▸ **What needs to be done**:
Word for word, reproduce the data that follows.
- Opening Delimiter -
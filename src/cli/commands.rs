use std::path::Path;

use serde::Serialize;

use crate::cli::config::AppConfig;
use crate::definition::definition_model::FormDefinition;
use crate::definition::renderer::render_definition;
use crate::identity::descriptor::{AttributeDescriptor, derive};

// ============================================================================
// render subcommand
// ============================================================================

/// Render every definition found at `form_path`, writing to `output` (or the
/// configured output, or stdout).
pub fn cmd_render(
    form_path: &str,
    output: Option<&str>,
    config: &AppConfig,
) -> Result<(), Box<dyn std::error::Error>> {
    let definitions = load_definitions(form_path)?;

    if definitions.is_empty() {
        tracing::warn!(path = form_path, "no form definitions found");
        return Ok(());
    }

    tracing::info!(count = definitions.len(), "rendering form definitions");

    let mut fragments = Vec::with_capacity(definitions.len());
    for definition in &definitions {
        fragments.push(render_definition(definition, &config.defaults)?);
    }
    let mut rendered = fragments.join("\n");
    rendered.push('\n');

    match output.or(config.render.output.as_deref()) {
        Some(path) => {
            std::fs::write(path, &rendered)?;
            tracing::info!(path, "wrote rendered forms");
        }
        None => print!("{}", rendered),
    }

    Ok(())
}

/// Load definitions from a single YAML file or a directory of YAML files.
pub fn load_definitions(path: &str) -> Result<Vec<FormDefinition>, Box<dyn std::error::Error>> {
    let metadata = std::fs::metadata(path)?;
    if metadata.is_dir() {
        let mut paths = Vec::new();
        for entry in std::fs::read_dir(path)? {
            let p = entry?.path();
            if p.extension().is_some_and(|e| e == "yaml" || e == "yml") {
                paths.push(p);
            }
        }
        // Sort by file name for deterministic order
        paths.sort();

        let mut definitions = Vec::with_capacity(paths.len());
        for p in &paths {
            definitions.push(load_definition(p)?);
        }
        Ok(definitions)
    } else {
        Ok(vec![load_definition(Path::new(path))?])
    }
}

fn load_definition(path: &Path) -> Result<FormDefinition, Box<dyn std::error::Error>> {
    let content = std::fs::read_to_string(path)?;
    let definition: FormDefinition = serde_yaml::from_str(&content)?;
    tracing::debug!(path = %path.display(), object = %definition.object_name, "loaded definition");
    Ok(definition)
}

// ============================================================================
// ids subcommand
// ============================================================================

/// Every id the builder would derive for one element.
#[derive(Debug, Clone, PartialEq, Eq, Serialize)]
pub struct IdentityReport {
    pub id: String,
    pub name: String,
    pub hint_id: String,
    pub error_id: String,
    pub conditional_id: String,
}

pub fn identity_report(object: &str, attribute: &str, value: Option<&str>) -> IdentityReport {
    let mut descriptor = AttributeDescriptor::new(object, attribute);
    if let Some(value) = value {
        descriptor = descriptor.with_value(value);
    }
    let identity = derive(&descriptor);

    IdentityReport {
        hint_id: identity.hint_id(),
        error_id: identity.error_id(),
        conditional_id: identity.conditional_id(),
        id: identity.id,
        name: identity.name,
    }
}

pub fn cmd_ids(
    object: &str,
    attribute: &str,
    value: Option<&str>,
) -> Result<(), Box<dyn std::error::Error>> {
    let report = identity_report(object, attribute, value);
    println!("{}", serde_json::to_string_pretty(&report)?);
    Ok(())
}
- Closing Delimiter -
▸ **Answer below**:
filename src/cli/commands.rs
use std::path::Path;

use serde::Serialize;

use crate::cli::config::AppConfig;
use crate::definition::definition_model::FormDefinition;
use crate::definition::renderer::render_definition;
use crate::identity::descriptor::{AttributeDescriptor, derive};

// ============================================================================
// render subcommand
// ============================================================================

/// Render every definition found at `form_path`, writing to `output` (or the
/// configured output, or stdout).
pub fn cmd_render(
    form_path: &str,
    output: Option<&str>,
    config: &AppConfig,
) -> Result<(), Box<dyn std::error::Error>> {
    let definitions = load_definitions(form_path)?;

    if definitions.is_empty() {
        tracing::warn!(path = form_path, "no form definitions found");
        return Ok(());
    }

    tracing::info!(count = definitions.len(), "rendering form definitions");

    let mut fragments = Vec::with_capacity(definitions.len());
    for definition in &definitions {
        fragments.push(render_definition(definition, &config.defaults)?);
    }
    let mut rendered = fragments.join("\n");
    rendered.push('\n');

    match output.or(config.render.output.as_deref()) {
        Some(path) => {
            std::fs::write(path, &rendered)?;
            tracing::info!(path, "wrote rendered forms");
        }
        None => print!("{}", rendered),
    }

    Ok(())
}

/// Load definitions from a single YAML file or a directory of YAML files.
pub fn load_definitions(path: &str) -> Result<Vec<FormDefinition>, Box<dyn std::error::Error>> {
    let metadata = std::fs::metadata(path)?;
    if metadata.is_dir() {
        let mut paths = Vec::new();
        for entry in std::fs::read_dir(path)? {
            let p = entry?.path();
            if p.extension().is_some_and(|e| e == "yaml" || e == "yml") {
                paths.push(p);
            }
        }
        // Sort by file name for deterministic order
        paths.sort();

        let mut definitions = Vec::with_capacity(paths.len());
        for p in &paths {
            definitions.push(load_definition(p)?);
        }
        Ok(definitions)
    } else {
        Ok(vec![load_definition(Path::new(path))?])
    }
}

fn load_definition(path: &Path) -> Result<FormDefinition, Box<dyn std::error::Error>> {
    let content = std::fs::read_to_string(path)?;
    let definition: FormDefinition = serde_yaml::from_str(&content)?;
    tracing::debug!(path = %path.display(), object = %definition.object_name, "loaded definition");
    Ok(definition)
}

// ============================================================================
// ids subcommand
// ============================================================================

/// Every id the builder would derive for one element.
#[derive(Debug, Clone, PartialEq, Eq, Serialize)]
pub struct IdentityReport {
    pub id: String,
    pub name: String,
    pub hint_id: String,
    pub error_id: String,
    pub conditional_id: String,
}

pub fn identity_report(object: &str, attribute: &str, value: Option<&str>) -> IdentityReport {
    let mut descriptor = AttributeDescriptor::new(object, attribute);
    if let Some(value) = value {
        descriptor = descriptor.with_value(value);
    }
    let identity = derive(&descriptor);

    IdentityReport {
        hint_id: identity.hint_id(),
        error_id: identity.error_id(),
        conditional_id: identity.conditional_id(),
        id: identity.id,
        name: identity.name,
    }
}

pub fn cmd_ids(
    object: &str,
    attribute: &str,
    value: Option<&str>,
) -> Result<(), Box<dyn std::error::Error>> {
    let report = identity_report(object, attribute, value);
    println!("{}", serde_json::to_string_pretty(&report)?);
    Ok(())
}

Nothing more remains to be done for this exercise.